A New Breed Of ‘Fake News’
Despite Trump’s countless tirades against fake news, his own administration has shared hoax videos online. The president himself has circulated footage that was manipulated to deceive the public and stoke partisan tensions.
In May, Trump tweeted a montage of clips featuring Nancy Pelosi, the Democratic speaker of the House of Representatives, that was selectively edited to highlight her verbal stumbles.
“PELOSI STAMMERS THROUGH NEWS CONFERENCE,” Trump wrote in his tweet, which he has yet to delete. His attorney Rudy Giuliani also tweeted a link to a similar video, with the text: “What is wrong with Nancy Pelosi? Her speech pattern is bizarre.” That video, as it turns out, had been carefully tampered with to slow Pelosi’s speech, giving the impression that she was intoxicated or ill.
Months earlier, White House press secretary Sarah Huckabee Sanders tweeted a video that had been altered in an attempt to dramatize an interaction between CNN reporter Jim Acosta and a female White House intern.
The video, which Sanders reportedly reposted from notorious conspiracy theorist Paul Joseph Watson, was strategically sped up at certain points to make it look as if Acosta had aggressively touched the intern’s arm while she tried to take a microphone away from him.
“We will not tolerate the inappropriate behavior clearly documented in this video,” Sanders wrote in her tweet, which she, too, has yet to delete.
Neither the video of Pelosi nor the one of Acosta and the intern was a deepfake, but both demonstrated the power of manipulated videos to go viral and sway public opinion, said Paris, from Data & Society Research Institute.
“We’re in an era of misinformation and fake news,” she said. “People will believe what they want to believe.”
When Hoaxes Go Viral
In recent years, tech giants have struggled — and sometimes refused — to curb the spread of fake news on their platforms.
The doctored Pelosi video is a good example. Soon after it was shared online, it went viral across multiple platforms, garnering millions of views and stirring rumors about Pelosi’s fitness as a political leader. In the immediate aftermath, Google-owned YouTube said it would remove the video, but days later, copies were still circulating on the site, CNN reported. Twitter declined to remove or even comment on the video.
Facebook also declined to remove the video, even after its third-party fact-checkers determined that the video had indeed been doctored, then doubled down on that decision.
“We think it’s important for people to make their own informed choice about what to believe,” Facebook executive Monika Bickert told CNN’s Anderson Cooper. When Cooper asked if Facebook would take down a video that was edited to slur Trump’s words, Bickert repeatedly declined to give a straight answer.
“We aren’t in the news business,” she said. “We’re in the social media business.”
More and more people are turning to social media as their main source for news, however, and Facebook profits off the sharing of news — both real and fake — on its site.
Efforts to contain deepfakes in particular have also had varying levels of success.

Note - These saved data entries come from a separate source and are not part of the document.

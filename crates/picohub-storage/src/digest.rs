use sha2::{Digest, Sha256};

/// Incremental SHA-256 accumulator fed by the streaming copy.
#[derive(Default)]
pub struct ContentHasher {
    inner: Sha256,
}

impl ContentHasher {
    pub fn new() -> Self {
        Self::default()
    }

    pub fn update(&mut self, chunk: &[u8]) {
        self.inner.update(chunk);
    }

    /// Lowercase hex digest of everything fed so far.
    pub fn finalize_hex(self) -> String {
        hex::encode(self.inner.finalize())
    }
}

#[cfg(test)]
mod tests {
    use super::*;

    #[test]
    fn empty_input_digest() {
        assert_eq!(
            ContentHasher::new().finalize_hex(),
            "e3b0c44298fc1c149afbf4c8996fb92427ae41e4649b934ca495991b7852b855"
        );
    }

    #[test]
    fn chunked_input_matches_single_shot() {
        let mut chunked = ContentHasher::new();
        chunked.update(b"hello ");
        chunked.update(b"world");
        let single = hex::encode(Sha256::digest(b"hello world"));
        assert_eq!(chunked.finalize_hex(), single);
    }
}
pub mod ip_extraction;
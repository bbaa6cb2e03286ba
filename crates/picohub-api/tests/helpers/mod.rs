pub mod auth;
pub mod fixtures;

use axum_test::TestServer;
use picohub_api::setup::{routes, services};
use picohub_api::AppState;
use picohub_core::{BaseConfig, Config, PipelineConfig, RateLimitPolicy};
use picohub_db::SqliteSkillStore;
use std::path::{Path, PathBuf};
use std::sync::Arc;
use tempfile::TempDir;

pub const TEST_JWT_SECRET: &str = "picohub-test-secret";

/// Returns the versioned API path: `api_path("/skills")` -> `/api/v1/skills`.
pub fn api_path(path: &str) -> String {
    format!("{}{}", picohub_api::constants::API_PREFIX, path)
}

/// Knobs a test may turn before the app is built
pub struct TestOptions {
    pub max_upload_size_bytes: u64,
    pub upload_rate_limit: RateLimitPolicy,
    pub download_rate_limit: RateLimitPolicy,
}

impl Default for TestOptions {
    fn default() -> Self {
        Self {
            max_upload_size_bytes: 1 << 20,
            upload_rate_limit: RateLimitPolicy::per_minute(100),
            download_rate_limit: RateLimitPolicy::per_minute(100),
        }
    }
}

/// Test application state
pub struct TestApp {
    pub server: TestServer,
    pub state: Arc<AppState>,
    pub database_url: String,
    pub _temp_dir: TempDir,
}

impl TestApp {
    /// Get the HTTP test client
    pub fn client(&self) -> &TestServer {
        &self.server
    }

    pub fn upload_dir(&self) -> PathBuf {
        self._temp_dir.path().join("uploads")
    }

    /// Files currently present in the upload directory
    pub fn stored_files(&self) -> Vec<PathBuf> {
        list_files(&self.upload_dir())
    }

    /// A second connection onto the app's database for assertions
    pub async fn skill_store(&self) -> SqliteSkillStore {
        let pool = picohub_db::connect(&self.database_url, 1)
            .await
            .expect("Failed to open test database");
        SqliteSkillStore::new(pool)
    }
}

fn list_files(dir: &Path) -> Vec<PathBuf> {
    std::fs::read_dir(dir)
        .map(|entries| entries.filter_map(|e| e.ok()).map(|e| e.path()).collect())
        .unwrap_or_default()
}

pub async fn setup_test_app() -> TestApp {
    setup_test_app_with(TestOptions::default()).await
}

/// Setup a test application with an isolated database and upload directory
pub async fn setup_test_app_with(options: TestOptions) -> TestApp {
    let temp_dir = TempDir::new().expect("Failed to create temp dir");
    let database_url = format!("sqlite://{}", temp_dir.path().join("picohub.db").display());

    let config = Config(Box::new(PipelineConfig {
        base: BaseConfig {
            server_port: 0,
            environment: "test".to_string(),
            cors_origins: vec!["http://localhost:3000".to_string()],
            jwt_secret: TEST_JWT_SECRET.to_string(),
            trusted_proxy_count: 0,
        },
        database_url: database_url.clone(),
        upload_dir: temp_dir.path().join("uploads"),
        max_upload_size_bytes: options.max_upload_size_bytes,
        upload_rate_limit: options.upload_rate_limit,
        download_rate_limit: options.download_rate_limit,
        clamav_enabled: false,
        clamav_host: "localhost".to_string(),
        clamav_port: 3310,
        clamav_timeout_secs: 5,
    }));
    config.validate().expect("Invalid test config");

    let state = services::initialize_services(&config)
        .await
        .expect("Failed to initialize services");
    let app = routes::setup_routes(&config, state.clone()).expect("Failed to build routes");
    let server = TestServer::new(app.into_make_service()).expect("Failed to create test server");

    TestApp {
        server,
        state,
        database_url,
        _temp_dir: temp_dir,
    }
}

Last year, Pornhub joined other sites including Reddit and Twitter in explicitly banning deepfake porn, but has so far failed miserably to enforce that policy.
Tech companies “have been dragging their feet for way too long,” said Farid, who believes the platforms should be held accountable for their role in amplifying disinformation.
In an ecosystem where hoaxes are so often designed to go viral, and many people seem inclined to believe whatever information best aligns with their own views, deepfakes are poised to bring the threat of fake news to a new level, added Farid. He fears that the tools being designed to debunk deepfakes won’t be enough to reverse the damage that’s caused when such videos are shared all over the web.
“Even if the record is corrected, you can’t put the genie back in the bottle.”